WASHINGTON — Amtrak says its additional analysis shows its proposed Gulf Coast passenger service will cause “no unreasonable impairment” on the proposed route between New Orleans and Mobile, Ala., and argues that the case for such impairment by host railroads CSX Transportation and Norfolk Southern “has failed.”

Those contentions are included in the passenger railroad’s latest filing to the Surface Transportation Board in its ongoing effort for a board ruling allowing it to begin Gulf Coast operations. The supplemental brief is responding to a May 12, 2022, request by the board for additional evidence [see “Oberman: Gulf Coast litigants still need to fill in the blanks,” Trains News Wire, May 13, 2022].

The 139-page public version of Amtrak’s filing redacts many of the specific statistics involved in the analyses performed for the passenger operator. The document argues that “it is clear that Gulf Coast service can be restored without the extraordinary capital investments that CSX, NS, and the Port [of Mobile] have demanded, and that any impacts from Amtrak service can be mitigated with routine operational changes and cooperative service planning.”

Table comparing impacts of traffic on Gulf Coast passenger route with or without Amtrak service

In arguing that the railroads have failed to make their case for unreasonable impairment, Amtrak cites results of their Rail Traffic Controller modeling, saying they show nearly equal or worse impairment developing as freight traffic increases, given that NS and CSX say no infrastructure improvements are needed for freight traffic. Amtrak summarizes what it says the model shows in this table.

Amtrak says in its filing that its position “remains that the evidentiary burden is on the host railroads to demonstrate unreasonable impairment” and that because the railroads have not met that burden, “Amtrak is entitled to an order in its favor” regardless of the material in its latest filing.

— Updated at 5:10 p.m. CDT to add link to Amtrak filing.

8 thoughts on “Amtrak again argues Gulf Coast service will cause ‘no unreasonable impairment’ to freight traffic

  1. Here is another potential market for Brightline to pacify CSX and Norfolk Southern by upgrading shared infrastructure.

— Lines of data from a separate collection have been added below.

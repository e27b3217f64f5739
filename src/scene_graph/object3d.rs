use id_arena::Id;

use crate::scene_graph::scene::Scene;
use crate::scene_graph::scene_mesh::SceneMeshId;
use crate::scene_graph::transform::Transform;

pub type ObjectId = Id<Object3D>;

pub struct Object3D {
    pub name: String,
    pub transform: Transform,
    pub mesh_id: Option<SceneMeshId>,
    pub parent_id: Option<ObjectId>,
    pub child_ids: Vec<ObjectId>,
}

impl Object3D {
    pub fn new(name: impl Into<String>, transform: Transform) -> Self {
        Self {
            name: name.into(),
            transform,
            ..Default::default()
        }
    }

    pub fn children<'a, 'b>(&'a self, scene: &'b Scene) -> impl Iterator<Item = &'b Object3D> + 'b
    where
        'a: 'b,
    {
        self.child_ids
            .iter()
            .filter_map(move |id| scene.get_object(*id))
    }
}

impl Default for Object3D {
    fn default() -> Self {
        Self {
            name: String::new(),
            transform: Transform::default(),
            mesh_id: None,
            parent_id: None,
            child_ids: Vec::new(),
        }
    }
}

  2. Anyone that has ridden this route along the Gulf coast or driven alongside most of the route, know that CSX is totally being dishonest. They could operate 5 or 6 passenger trains along this line and their dispatcher would have to click a mouse a few more times a day. CSX is full of it and needs to take responsibility for their lack of foresight when they implemented PSR. It truly is laughable for even submitting that “study” as evidence of problems that disrupts their regular dispatching. Does anyone have a true count of actual freight traffic CSX runs per day along this route?

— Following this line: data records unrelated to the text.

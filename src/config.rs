//! Compile-time settings for the sculpture viewer.

/// Title of the main window
pub const WINDOW_TITLE: &str = "Kandinsky";

/// Inner size of the window when it opens, in physical pixels
pub const INITIAL_WINDOW_SIZE: (u32, u32) = (1280, 720);

/// Whether meshes start out drawn as wireframes
pub const START_IN_WIREFRAME: bool = true;

/// Articulated object controls
pub mod controls {
    /// Radians per update that the orbital cross turns about its local Z axis
    pub const ORBITAL_SPIN_RATE: f32 = 0.01;

    /// Radians per update that the cross turns about its local X axis
    pub const CROSS_SPIN_RATE: f32 = 0.01;

    /// Radians per update that the cross element turns about its local Y axis
    pub const ELEMENT_SPIN_RATE: f32 = 0.01;

    /// Length of one translation step, and the contribution of each held direction key
    pub const TRANSLATION_STEP: f32 = 10.0;
}

/// Fixed camera placement
pub mod cameras {
    /// Distance of every camera from the origin along its axis
    pub const EYE_DISTANCE: f32 = 500.0;

    pub const NEAR: f32 = 1.0;

    pub const FAR: f32 = 1000.0;
}

/// Axis helper at the origin
pub mod axes {
    pub const LENGTH: f32 = 10.0;
}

  3. It appears that NS and especially CSX just want somebody else (Amtrak) to pay for extra and extended sidings that they need for their current level of freight traffic and certainly for a freight traffic increase.

  4. Chris: In what way do RR receive billions of federal dollars? Not to say they don”t, just wonder what is the route they get the money from. There was a program, I think called Tiger Grants. Is there another “program” they get money from? endmrw0729222201

    1. For one specific instance. CSX received federal money to help rebuild the line between Mobile and New Orleans after Katerina.

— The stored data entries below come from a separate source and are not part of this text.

use glam::{Mat4, Quat, Vec3};
use std::cell::{Cell, Ref, RefCell};

#[derive(Debug, Clone)]
pub struct Transform {
    translation: Vec3,
    rotation: Quat,
    scale: f32,

    local_matrix: RefCell<Mat4>,
    world_matrix: RefCell<Mat4>,
    local_dirty: Cell<bool>,
    world_dirty: Cell<bool>,
}

impl Transform {
    pub fn from_translation(translation: Vec3) -> Self {
        Self {
            translation,
            rotation: Quat::IDENTITY,
            scale: 1.0,
            local_matrix: RefCell::new(Mat4::IDENTITY),
            world_matrix: RefCell::new(Mat4::IDENTITY),
            local_dirty: Cell::new(true),
            world_dirty: Cell::new(true),
        }
    }

    /// Builds a transform by applying `rotations` one after another, each about the
    /// node's own (already rotated) axes.
    pub fn placed(translation: Vec3, rotations: &[Quat]) -> Self {
        let mut transform = Self::from_translation(translation);

        for rotation in rotations {
            transform.rotate(*rotation);
        }

        transform
    }

    pub fn get_local_matrix(&self) -> Ref<Mat4> {
        if self.local_dirty.get() {
            let matrix = Mat4::from_scale_rotation_translation(
                Vec3::splat(self.scale),
                self.rotation,
                self.translation,
            );

            self.local_matrix.replace(matrix);
            self.local_dirty.set(false);
            self.invalidate_world();
        }

        self.local_matrix.borrow()
    }

    pub fn get_world_matrix(&self) -> Ref<Mat4> {
        self.world_matrix.borrow()
    }

    pub fn set_world_matrix(&self, world_matrix: Mat4) {
        self.world_matrix.replace(world_matrix);
        self.world_dirty.set(false);
    }

    pub fn invalidate_local(&self) {
        self.local_dirty.set(true);
        self.world_dirty.set(true);
    }

    pub fn invalidate_world(&self) {
        self.world_dirty.set(true);
    }

    pub fn is_world_dirty(&self) -> bool {
        self.world_dirty.get()
    }

    /// Moves along the node's own axes, i.e. `delta` is rotated by the current rotation first.
    pub fn translate_local(&mut self, delta: Vec3) {
        self.translation += self.rotation * delta;
        self.invalidate_local();
    }

    /// Rotates about the node's own axes.
    pub fn rotate(&mut self, rotation: Quat) {
        self.rotation = self.rotation * rotation;
        self.invalidate_local();
    }

    #[cfg(test)]
    pub fn translation(&self) -> Vec3 {
        self.translation
    }

    #[cfg(test)]
    pub fn rotation(&self) -> Quat {
        self.rotation
    }
}

impl Default for Transform {
    fn default() -> Self {
        Self::from_translation(Vec3::ZERO)
    }
}

#[cfg(test)]
mod tests {
    use std::f32::consts::FRAC_PI_2;

    use super::*;

    #[test]
    fn rotations_compose_in_local_space() {
        let transform = Transform::placed(
            Vec3::ZERO,
            &[Quat::from_rotation_x(FRAC_PI_2), Quat::from_rotation_y(FRAC_PI_2)],
        );

        let expected = Quat::from_rotation_x(FRAC_PI_2) * Quat::from_rotation_y(FRAC_PI_2);
        assert!(transform.rotation().abs_diff_eq(expected, 1e-6));
    }

    #[test]
    fn translate_local_follows_rotation() {
        let mut transform = Transform::from_translation(Vec3::new(1.0, 0.0, 0.0));
        transform.rotate(Quat::from_rotation_z(FRAC_PI_2));
        transform.translate_local(Vec3::X * 10.0);

        assert!(transform
            .translation()
            .abs_diff_eq(Vec3::new(1.0, 10.0, 0.0), 1e-5));
    }

    #[test]
    fn local_matrix_is_rebuilt_after_changes() {
        let mut transform = Transform::default();
        assert_eq!(*transform.get_local_matrix(), Mat4::IDENTITY);

        transform.translate_local(Vec3::new(0.0, 5.0, 0.0));
        let matrix = *transform.get_local_matrix();
        assert!(matrix
            .transform_point3(Vec3::ZERO)
            .abs_diff_eq(Vec3::new(0.0, 5.0, 0.0), 1e-6));
        assert!(transform.is_world_dirty());
    }
}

  5. In this specific case (Amtrak) paid for a preferred siding for themselves (at CSX behest) to use to not impede yard traffic. CSX is now using that siding to you guessed it, yard its traffic when Amtrak suspended service.

    From CSX perspective, losing access to the Amtrak originated siding would impair “them”.

    I don’t have my head in the sand and the taxpayer (Amtrak) has to cover their share where its appropriate, CSX and NS just haven’t proven what is appropriate.

  6. I know, it’s your tracks, and you pay for the repairs, but we want to run it the way we see fit….do I have this right? Pa-lease!!

    1. Railroads receive billions of dollars in federal tax dollars every year so there’s that. And Amtrak has the law on its side if that matters to anyone anymore.